Saved data entries
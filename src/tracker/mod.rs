//! Per-host container state.
//!
//! [`ContainerTracker`] is the only writer of the lifecycle machines and of
//! the two per-service priority structures:
//!
//! - the version heap, one [`ContainerGroup`] per image, oldest version first;
//! - the start-time heap, one entry per started container, earliest first.
//!
//! Every successful mutation is followed by a best-effort notification to the
//! listeners registered for the service. Delivery is at most once: a listener
//! whose channel is full simply misses that signal and must catch up on its
//! own schedule.

mod group;
mod heap;
mod version;

use std::collections::HashMap;
use std::sync::{Arc, Mutex, MutexGuard, PoisonError};

use tokio::sync::mpsc;

use crate::discovery::Container;
use crate::fsm::{FsmError, StateSet};

pub use group::{ContainerFsm, ContainerGroup, ContainerState, StartedContainer};
pub use version::parse_image;

use heap::IndexedHeap;

use group::{group_is_older, started_before};

/// Capacity of each listener channel. One pending signal is enough since a
/// signal only means "something changed, look again".
const NOTIFY_BUFFER: usize = 1;

/// Read access to the tracked population of a host.
pub trait HostContainerStates: Send + Sync {
    /// Machines of every tracked instance of `image` in `service`.
    fn instances(&self, service: &str, image: &str) -> Vec<ContainerFsm>;

    fn count_versions(&self, service: &str) -> usize;

    /// Image and instances of the oldest version group.
    fn oldest_version(&self, service: &str) -> Option<(String, Vec<ContainerFsm>)>;

    /// Visits groups from oldest to newest version.
    fn visit_versions(&self, service: &str, visitor: &mut dyn FnMut(&ContainerGroup));

    /// Visits started containers from earliest to latest start.
    fn visit_start_times(&self, service: &str, visitor: &mut dyn FnMut(&StartedContainer));

    fn count_in_states(&self, service: &str, image: &str, states: &[ContainerState]) -> usize {
        self.instances(service, image)
            .iter()
            .filter(|fsm| states.contains(&fsm.state()))
            .count()
    }
}

/// Per-service subscription handle returned by
/// [`ContainerTracker::add_states_listener`].
pub type HostContainerStatesChanged = mpsc::Receiver<Arc<dyn HostContainerStates>>;

#[derive(Debug, thiserror::Error)]
pub enum TrackerError {
    #[error("Container {container} of service {service}: {source}")]
    Transition {
        service: String,
        container: String,
        #[source]
        source: FsmError,
    },
    #[error("Container {container} is not tracked for service {service}")]
    UnknownContainer { service: String, container: String },
}

/// Outcome of removing a container from the start-time heaps.
#[derive(Debug, Clone, PartialEq, Eq)]
pub enum Removal {
    /// Found in the heap of the service it was reported for.
    Direct,
    /// Found only by scanning every service; carries the service that held it.
    Fallback { service: String },
    Missing,
}

struct ServiceStates {
    versions: IndexedHeap<String, ContainerGroup>,
    start_times: IndexedHeap<String, StartedContainer>,
}

impl ServiceStates {
    fn new() -> Self {
        Self {
            versions: IndexedHeap::new(group_is_older),
            start_times: IndexedHeap::new(started_before),
        }
    }

    /// Image of the group holding `container`. The reported image is tried
    /// first; a container whose image is unknown is looked up by id.
    fn locate(&self, container: &Container) -> Option<String> {
        if let Some(group) = self.versions.get(&container.image) {
            if group.contains(&container.id) {
                return Some(container.image.clone());
            }
        }
        self.versions
            .iter()
            .find(|(_, group)| group.contains(&container.id))
            .map(|(image, _)| image.clone())
    }
}

#[derive(Default)]
struct TrackerState {
    services: HashMap<String, ServiceStates>,
    listeners: HashMap<String, Vec<mpsc::Sender<Arc<dyn HostContainerStates>>>>,
}

impl TrackerState {
    fn remove_started(&mut self, service: &str, container_id: &str) -> Removal {
        let direct = self
            .services
            .get_mut(service)
            .and_then(|states| states.start_times.remove(&container_id.to_string()));
        if direct.is_some() {
            return Removal::Direct;
        }

        // The runtime may have reported the container under another service,
        // or without the metadata needed to classify it.
        let key = container_id.to_string();
        for (name, states) in self.services.iter_mut() {
            if states.start_times.remove(&key).is_some() {
                log::debug!(
                    "Container {container_id} removed from start times of {name} instead of {service}"
                );
                return Removal::Fallback {
                    service: name.clone(),
                };
            }
        }
        Removal::Missing
    }
}

/// Shared handle to the tracked state of this host.
#[derive(Clone, Default)]
pub struct ContainerTracker {
    state: Arc<Mutex<TrackerState>>,
}

impl ContainerTracker {
    pub fn new() -> Self {
        Self::default()
    }

    fn lock(&self) -> MutexGuard<'_, TrackerState> {
        self.state.lock().unwrap_or_else(PoisonError::into_inner)
    }

    pub fn starting(&self, service: &str, container: &Container) -> Result<(), TrackerError> {
        self.process(service, container, ContainerState::Starting, "starting")
    }

    pub fn running(&self, service: &str, container: &Container) -> Result<(), TrackerError> {
        self.process(service, container, ContainerState::Running, "running")
    }

    pub fn stopping(&self, service: &str, container: &Container) -> Result<(), TrackerError> {
        self.process(service, container, ContainerState::Stopping, "stopping")
    }

    pub fn stopped(&self, service: &str, container: &Container) -> Result<(), TrackerError> {
        self.process(service, container, ContainerState::Stopped, "stopped")
    }

    pub fn died(&self, service: &str, container: &Container) -> Result<(), TrackerError> {
        self.process(service, container, ContainerState::Failed, "died")
    }

    pub fn removed(&self, service: &str, container: &Container) -> Result<(), TrackerError> {
        self.process(service, container, ContainerState::Removed, "removed")
    }

    /// Registers a listener for changes to `service`.
    pub fn add_states_listener(&self, service: &str) -> HostContainerStatesChanged {
        let (tx, rx) = mpsc::channel(NOTIFY_BUFFER);
        self.lock()
            .listeners
            .entry(service.to_string())
            .or_default()
            .push(tx);
        rx
    }

    pub fn current_state(&self, service: &str, container_id: &str) -> Option<ContainerState> {
        let state = self.lock();
        let states = state.services.get(service)?;
        states
            .versions
            .iter()
            .find_map(|(_, group)| group.fsm(container_id))
            .map(|fsm| fsm.state())
    }

    pub fn services(&self) -> Vec<String> {
        self.lock().services.keys().cloned().collect()
    }

    /// Evicts a container known only by id from every service.
    ///
    /// Used when the runtime reports a container as gone but no longer
    /// provides enough metadata to classify it. The machine is dropped without
    /// a transition since there is nothing left to observe.
    pub fn forget(&self, container_id: &str) -> Vec<String> {
        let key = container_id.to_string();
        let mut evicted = Vec::new();
        {
            let mut state = self.lock();
            for (service, states) in state.services.iter_mut() {
                let image = states
                    .versions
                    .iter()
                    .find(|(_, group)| group.contains(container_id))
                    .map(|(image, _)| image.clone());
                if let Some(image) = &image {
                    evict(states, image, container_id);
                }
                let started = states.start_times.remove(&key).is_some();
                if image.is_some() || started {
                    evicted.push(service.clone());
                }
            }
        }
        for service in &evicted {
            log::debug!("Forgot container {container_id} of service {service}");
            self.notify(service);
        }
        evicted
    }

    fn process(
        &self,
        service: &str,
        container: &Container,
        target: ContainerState,
        reason: &str,
    ) -> Result<(), TrackerError> {
        {
            let mut state = self.lock();
            let states = state
                .services
                .entry(service.to_string())
                .or_insert_with(ServiceStates::new);

            let image = match states.locate(container) {
                Some(image) => image,
                None if container.image.is_empty() => {
                    return Err(TrackerError::UnknownContainer {
                        service: service.to_string(),
                        container: container.id.clone(),
                    });
                }
                None => {
                    states.versions.push(
                        container.image.clone(),
                        ContainerGroup::new(container.image.clone()),
                    );
                    container.image.clone()
                }
            };

            let group = states.versions.get_mut(&image).ok_or_else(|| {
                TrackerError::UnknownContainer {
                    service: service.to_string(),
                    container: container.id.clone(),
                }
            })?;
            let fsm = group.get_fsm(&container.id);
            let result = advance(fsm, target, reason, container).map_err(|source| {
                TrackerError::Transition {
                    service: service.to_string(),
                    container: container.id.clone(),
                    source,
                }
            });

            // A machine created for a rejected first observation must not
            // linger, nor the group created for it.
            if result.is_err() && fsm_is_fresh(group, &container.id) {
                evict(states, &image, &container.id);
            }
            result?;

            match target {
                ContainerState::Removed => {
                    evict(states, &image, &container.id);
                    let removal = state.remove_started(service, &container.id);
                    log::debug!(
                        "Container {} of {service} removed ({removal:?})",
                        container.short_id()
                    );
                }
                ContainerState::Failed | ContainerState::Stopped => {
                    log::info!(
                        "Container {} of {service} is {target} (exit code {:?})",
                        container.short_id(),
                        container.exit_code
                    );
                    track_start(states, container);
                }
                _ => {
                    log::debug!("Container {} of {service} is {target}", container.short_id());
                    track_start(states, container);
                }
            }
        }
        self.notify(service);
        Ok(())
    }

    fn notify(&self, service: &str) {
        let listeners = {
            let mut state = self.lock();
            match state.listeners.get_mut(service) {
                Some(listeners) => {
                    listeners.retain(|tx| !tx.is_closed());
                    listeners.clone()
                }
                None => return,
            }
        };
        for tx in listeners {
            let snapshot: Arc<dyn HostContainerStates> = Arc::new(self.clone());
            if let Err(mpsc::error::TrySendError::Full(_)) = tx.try_send(snapshot) {
                log::trace!("Listener for {service} is busy, dropping notification");
            }
        }
    }
}

/// Applies `target` to `fsm`.
///
/// Removal is a fact reported by the runtime rather than a request, so when
/// the stop or death leading up to it was missed the implied step (`Stopped`
/// if reachable, `Failed` otherwise) is applied first. Both steps are table
/// edges; nothing is skipped.
fn advance(
    fsm: &mut ContainerFsm,
    target: ContainerState,
    reason: &str,
    container: &Container,
) -> Result<(), FsmError> {
    let current = fsm.state();
    if target == ContainerState::Removed && !current.can_reach(target) {
        let implied = [ContainerState::Stopped, ContainerState::Failed]
            .into_iter()
            .find(|&step| current.can_reach(step) && step.can_reach(target));
        if let Some(step) = implied {
            log::debug!(
                "Container {} went from {current} to {target} unobserved, assuming {step}",
                container.short_id()
            );
            fsm.next(step, "implied by removal", Some(container.clone()))?;
        }
    }
    fsm.next(target, reason, Some(container.clone()))?;
    Ok(())
}

fn fsm_is_fresh(group: &ContainerGroup, container_id: &str) -> bool {
    group
        .fsm(container_id)
        .is_some_and(|fsm| fsm.history().len() == 1)
}

fn evict(states: &mut ServiceStates, image: &str, container_id: &str) {
    let key = image.to_string();
    let now_empty = match states.versions.get_mut(&key) {
        Some(group) => {
            group.remove_fsm(container_id);
            group.is_empty()
        }
        None => false,
    };
    if now_empty {
        states.versions.remove(&key);
    }
}

fn track_start(states: &mut ServiceStates, container: &Container) {
    if let Some(started_at) = container.started_at {
        states.start_times.push(
            container.id.clone(),
            StartedContainer {
                id: container.id.clone(),
                image: container.image.clone(),
                started_at,
            },
        );
    }
}

impl HostContainerStates for ContainerTracker {
    fn instances(&self, service: &str, image: &str) -> Vec<ContainerFsm> {
        let state = self.lock();
        state
            .services
            .get(service)
            .and_then(|states| states.versions.get(&image.to_string()))
            .map(|group| group.instances().cloned().collect())
            .unwrap_or_default()
    }

    fn count_versions(&self, service: &str) -> usize {
        let state = self.lock();
        state
            .services
            .get(service)
            .map_or(0, |states| states.versions.len())
    }

    fn oldest_version(&self, service: &str) -> Option<(String, Vec<ContainerFsm>)> {
        let state = self.lock();
        let (image, group) = state.services.get(service)?.versions.peek()?;
        Some((image.clone(), group.instances().cloned().collect()))
    }

    fn visit_versions(&self, service: &str, visitor: &mut dyn FnMut(&ContainerGroup)) {
        let state = self.lock();
        if let Some(states) = state.services.get(service) {
            for (_, group) in states.versions.sorted() {
                visitor(group);
            }
        }
    }

    fn visit_start_times(&self, service: &str, visitor: &mut dyn FnMut(&StartedContainer)) {
        let state = self.lock();
        if let Some(states) = state.services.get(service) {
            for (_, started) in states.start_times.sorted() {
                visitor(started);
            }
        }
    }
}
//! Container runtime boundary.
//!
//! The engine only talks to the container runtime through
//! [`ContainerRuntime`]. [`DockerRuntime`] implements it with bollard.

mod docker;
mod options;

use std::collections::HashMap;
use std::time::Duration;

use async_trait::async_trait;
use bollard::auth::DockerCredentials;
use futures::stream::BoxStream;
use tokio::sync::oneshot;

use crate::discovery::Container;

pub use docker::DockerRuntime;
pub use options::ContainerOptions;

#[derive(Debug, thiserror::Error)]
pub enum RuntimeError {
    #[error("Docker API error: {0}")]
    DockerApi(#[from] bollard::errors::Error),
    #[error("Failed to connect to the container runtime: {0}")]
    Connect(String),
    #[error("Container {0} not found")]
    NotFound(String),
    #[error("Pull of {0} was abandoned before completion")]
    PullAbandoned(String),
    #[error("Invalid container options: {0}")]
    InvalidOptions(String),
}

/// Resolves once an image pull has finished.
pub type PullDone = oneshot::Receiver<Result<(), RuntimeError>>;

/// Filter for [`ContainerRuntime::find_containers`].
#[derive(Debug, Clone, Default, PartialEq, Eq)]
pub struct ContainerFilter {
    /// Include containers that are not running.
    pub all: bool,
    /// `key` or `key=value` label filters, all of which must hold.
    pub labels: Vec<String>,
}

#[derive(Debug, Clone, PartialEq, Eq)]
pub enum ContainerEventKind {
    Create,
    Start,
    Kill,
    Die,
    Stop,
    Destroy,
    Other(String),
}

impl From<&str> for ContainerEventKind {
    fn from(action: &str) -> Self {
        // exec and health events carry a suffix, e.g. "exec_start: sh"
        match action {
            "create" => Self::Create,
            "start" | "restart" | "unpause" => Self::Start,
            "kill" => Self::Kill,
            "die" => Self::Die,
            "stop" => Self::Stop,
            "destroy" => Self::Destroy,
            other => Self::Other(other.to_string()),
        }
    }
}

/// A container lifecycle event as delivered by the runtime.
#[derive(Debug, Clone, PartialEq, Eq)]
pub struct ContainerEvent {
    pub id: String,
    pub kind: ContainerEventKind,
    /// Image, container name and labels as attached to the event.
    pub attributes: HashMap<String, String>,
}

impl ContainerEvent {
    /// The partial container the event describes. Docker mixes labels into
    /// the event attributes, so everything but the well-known keys is taken as
    /// a label.
    pub fn snapshot(&self) -> Container {
        const KNOWN: [&str; 4] = ["image", "name", "exitCode", "signal"];
        Container {
            id: self.id.clone(),
            name: self.attributes.get("name").cloned().unwrap_or_default(),
            image: self.attributes.get("image").cloned().unwrap_or_default(),
            labels: self
                .attributes
                .iter()
                .filter(|(k, _)| !KNOWN.contains(&k.as_str()))
                .map(|(k, v)| (k.clone(), v.clone()))
                .collect(),
            exit_code: self
                .attributes
                .get("exitCode")
                .and_then(|code| code.parse().ok()),
            ..Default::default()
        }
    }
}

pub type ContainerEvents = BoxStream<'static, Result<ContainerEvent, RuntimeError>>;

#[async_trait]
pub trait ContainerRuntime: Send + Sync {
    async fn find_containers(&self, filter: &ContainerFilter)
    -> Result<Vec<Container>, RuntimeError>;

    /// `Ok(None)` when the container no longer exists.
    async fn inspect_container(&self, id: &str) -> Result<Option<Container>, RuntimeError>;

    /// Starts pulling `image`. The returned receiver resolves when the pull
    /// completes.
    async fn pull_image(
        &self,
        auth: Option<DockerCredentials>,
        image: &str,
    ) -> Result<PullDone, RuntimeError>;

    /// Creates and starts a container named `name` from `image`.
    async fn start_container(
        &self,
        name: &str,
        image: &str,
        options: &ContainerOptions,
    ) -> Result<Container, RuntimeError>;

    async fn stop_container(&self, id: &str, timeout: Duration) -> Result<(), RuntimeError>;

    async fn remove_container(&self, id: &str, force: bool) -> Result<(), RuntimeError>;

    /// Live container events. The stream ends when the connection is lost.
    fn events(&self) -> ContainerEvents;

    /// Re-establishes the connection in place, for every holder of this
    /// runtime.
    fn reconnect(&self) -> Result<(), RuntimeError> {
        Ok(())
    }
}
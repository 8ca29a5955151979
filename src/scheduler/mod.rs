//! Per-service reconciliation.
//!
//! A [`Scheduler`] compares the instances of the desired release on this host
//! with the cluster-wide count and enqueues start jobs on the shared
//! executor. It runs on every tracker notification and on a timer, since
//! notifications may be dropped.

mod executor;
mod job;
mod swarm;

use std::collections::HashMap;
use std::sync::{Arc, Mutex, PoisonError};
use std::time::Duration;

use serde::Serialize;
use tokio::sync::mpsc;

use crate::auth::AuthLookup;
use crate::discovery::service_key;
use crate::registry::{GlobalServiceState, RegistryError};
use crate::runtime::{ContainerOptions, RuntimeError};
use crate::template::{TemplateError, render_template};
use crate::tracker::{ContainerState, HostContainerStates, HostContainerStatesChanged};

pub use executor::{ScheduleExecutor, SchedulerExecutor};
pub use job::{Assignment, Job};
pub use swarm::{SwarmConfigError, SwarmSchedule};

pub const DEFAULT_NAME_TEMPLATE: &str = "${ service }-${ sequence }";

#[derive(Debug, thiserror::Error)]
pub enum ScheduleError {
    #[error("Registry error: {0}")]
    Registry(#[from] RegistryError),
    #[error("Service {0}: cannot determine image")]
    NoImage(String),
    #[error("Breaker open for {image}: {failed} failed instances")]
    BreakerOpen { image: String, failed: usize },
    #[error("Invalid schedule: {0}")]
    Swarm(#[from] SwarmConfigError),
    #[error("Container runtime error: {0}")]
    Runtime(#[from] RuntimeError),
    #[error("Schedule executor is gone")]
    ExecutorClosed,
}

/// Values available to container name templates.
#[derive(Debug, Clone, Serialize)]
pub struct NameContext {
    pub domain: String,
    pub service: String,
    pub image: String,
    pub version: String,
    pub sequence: u32,
}

/// Renders the name of the next container of a service.
pub fn render_name(template: &str, context: &NameContext) -> Result<String, TemplateError> {
    render_template(template, context)
}

/// Latched when a release keeps failing. Scheduling for that release stays
/// suspended until the desired image changes or [`Breaker::reset`] is
/// called.
#[derive(Debug, Clone, Default)]
pub struct Breaker {
    tripped: Arc<Mutex<Option<String>>>,
}

impl Breaker {
    fn lock(&self) -> std::sync::MutexGuard<'_, Option<String>> {
        self.tripped.lock().unwrap_or_else(PoisonError::into_inner)
    }

    pub fn tripped(&self) -> Option<String> {
        self.lock().clone()
    }

    pub fn reset(&self) {
        if let Some(image) = self.lock().take() {
            log::info!("Breaker for {} reset", image);
        }
    }

    fn trip(&self, image: &str) {
        *self.lock() = Some(image.to_string());
    }

    /// Open for `image`. A breaker tripped for another image is cleared.
    fn is_open(&self, image: &str) -> bool {
        let mut tripped = self.lock();
        match tripped.as_deref() {
            Some(previous) if previous == image => true,
            Some(previous) => {
                log::info!("Release moved from {} to {}, breaker cleared", previous, image);
                *tripped = None;
                false
            }
            None => false,
        }
    }
}

/// How a service is scheduled.
#[derive(Clone)]
pub struct SchedulerSettings {
    pub domain: String,
    pub service: String,
    /// No scheduling happens without a policy.
    pub constraint: Option<SwarmSchedule>,
    pub max_attempts: usize,
    pub name_template: String,
    pub options: ContainerOptions,
    pub auth: Option<AuthLookup>,
}

pub struct Scheduler {
    settings: SchedulerSettings,
    global: Arc<dyn GlobalServiceState>,
    executor: SchedulerExecutor,
    breaker: Breaker,
    /// Tracker key, `domain/service`.
    key: String,
    /// Last sequence number handed out, per image.
    sequences: Arc<Mutex<HashMap<String, u32>>>,
}

impl Scheduler {
    pub fn new(
        settings: SchedulerSettings,
        global: Arc<dyn GlobalServiceState>,
        executor: SchedulerExecutor,
    ) -> Self {
        let key = service_key(&settings.domain, &settings.service);
        Self {
            settings,
            global,
            executor,
            breaker: Breaker::default(),
            key,
            sequences: Arc::new(Mutex::new(HashMap::new())),
        }
    }

    /// The service this scheduler reconciles, as keyed in the tracker.
    pub fn service(&self) -> &str {
        &self.key
    }

    pub fn breaker(&self) -> Breaker {
        self.breaker.clone()
    }

    fn label(&self) -> &str {
        &self.key
    }

    /// One reconciliation pass. Returns the number of containers enqueued
    /// for start.
    pub async fn synchronize(
        &self,
        states: &dyn HostContainerStates,
    ) -> Result<u32, ScheduleError> {
        let service = self.key.as_str();
        let release = match self.global.image().await {
            Ok(release) => release,
            Err(RegistryError::NodeNotFound(path)) => {
                log::warn!("{}: no release published at {}", self.label(), path);
                return Ok(0);
            }
            Err(e) => return Err(e.into()),
        };
        if release.image.is_empty() {
            return Err(ScheduleError::NoImage(self.key.clone()));
        }
        let image = release.image.clone();

        let failed = states.count_in_states(service, &image, &[ContainerState::Failed]);
        if self.breaker.is_open(&image) {
            return Err(ScheduleError::BreakerOpen { image, failed });
        }
        if failed >= self.settings.max_attempts {
            self.breaker.trip(&image);
            log::error!(
                target: "herdsman::exception",
                "{}: {} instances of {} failed, scheduling suspended",
                self.label(),
                failed,
                image
            );
            return Err(ScheduleError::BreakerOpen { image, failed });
        }

        let Some(constraint) = self.settings.constraint else {
            log::debug!("{}: no schedule configured", self.label());
            return Ok(0);
        };

        let local = states.count_in_states(
            service,
            &image,
            &[ContainerState::Running, ContainerState::Starting],
        ) as u32;
        let global = self.global.instances().await?;
        let count = constraint.schedule(local, global)?;
        if count == 0 {
            log::debug!(
                "{}: nothing to start ({} local, {} global)",
                self.label(),
                local,
                global
            );
            return Ok(0);
        }

        let jobs: Vec<Job> = (0..count)
            .map(|_| self.start_job(&release.image, &release.version, local))
            .collect();
        log::info!(
            "{}: starting {} of {} ({} local, {} global)",
            self.label(),
            count,
            image,
            local,
            global
        );
        self.executor
            .send(jobs)
            .await
            .map_err(|_| ScheduleError::ExecutorClosed)?;
        Ok(count)
    }

    /// The name is bound when the job runs, so a job that never runs does
    /// not use up a sequence number.
    fn start_job(&self, image: &str, version: &str, local: u32) -> Job {
        let sequences = self.sequences.clone();
        let template = self.settings.name_template.clone();
        let context = NameContext {
            domain: self.settings.domain.clone(),
            service: self.settings.service.clone(),
            image: image.to_string(),
            version: version.to_string(),
            sequence: 0,
        };
        let name = Assignment::deferred(move || {
            let mut context = context.clone();
            context.sequence = {
                let mut sequences = sequences.lock().unwrap_or_else(PoisonError::into_inner);
                let last = sequences.entry(context.image.clone()).or_insert(local);
                *last = (*last).max(local) + 1;
                *last
            };
            render_name(&template, &context).unwrap_or_else(|e| {
                log::error!(target: "herdsman::exception", "Container name for {}: {}", context.service, e);
                format!("{}-{}", context.service, context.sequence)
            })
        });

        Job::Start {
            service: self.key.clone(),
            image: Assignment::Literal(image.to_string()),
            name,
            options: self.settings.options.clone(),
            auth: self.settings.auth.clone(),
        }
    }

    /// Synchronizes at startup, on every notification and every `resync`,
    /// until `true` arrives on `stop`.
    pub async fn run(
        self,
        states: Arc<dyn HostContainerStates>,
        mut changes: HostContainerStatesChanged,
        resync: Duration,
        mut stop: mpsc::Receiver<bool>,
    ) {
        log::info!("Scheduler for {} started", self.label());
        let mut resync = tokio::time::interval(resync);

        loop {
            let result = tokio::select! {
                maybe_stop = stop.recv() => {
                    if maybe_stop.unwrap_or(true) {
                        break;
                    }
                    continue;
                }
                maybe_states = changes.recv() => {
                    match maybe_states {
                        Some(states) => self.synchronize(states.as_ref()).await,
                        None => break,
                    }
                }
                _ = resync.tick() => self.synchronize(states.as_ref()).await,
            };
            match result {
                Ok(_) => {}
                Err(ScheduleError::BreakerOpen { image, failed }) => {
                    log::debug!("{}: breaker open for {} ({} failed)", self.label(), image, failed);
                }
                Err(e) => log::warn!("Synchronization of {} failed: {}", self.label(), e),
            }
        }
        log::info!("Scheduler for {} stopped", self.label());
    }
}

# What the task asks
Would you retype exactly the lines above, from the line with "evict(states, image, container_id);" to the line with "target, reason, container).map_err(|source|", with both end lines kept and nothing more?

# Answer to the exercise
                    evict(states, image, container_id);
                }
                let started = states.start_times.remove(&key).is_some();
                if image.is_some() || started {
                    evicted.push(service.clone());
                }
            }
        }
        for service in &evicted {
            log::debug!("Forgot container {container_id} of service {service}");
            self.notify(service);
        }
        evicted
    }

    fn process(
        &self,
        service: &str,
        container: &Container,
        target: ContainerState,
        reason: &str,
    ) -> Result<(), TrackerError> {
        {
            let mut state = self.lock();
            let states = state
                .services
                .entry(service.to_string())
                .or_insert_with(ServiceStates::new);

            let image = match states.locate(container) {
                Some(image) => image,
                None if container.image.is_empty() => {
                    return Err(TrackerError::UnknownContainer {
                        service: service.to_string(),
                        container: container.id.clone(),
                    });
                }
                None => {
                    states.versions.push(
                        container.image.clone(),
                        ContainerGroup::new(container.image.clone()),
                    );
                    container.image.clone()
                }
            };

            let group = states.versions.get_mut(&image).ok_or_else(|| {
                TrackerError::UnknownContainer {
                    service: service.to_string(),
                    container: container.id.clone(),
                }
            })?;
            let fsm = group.get_fsm(&container.id);
            let result = advance(fsm, target, reason, container).map_err(|source| {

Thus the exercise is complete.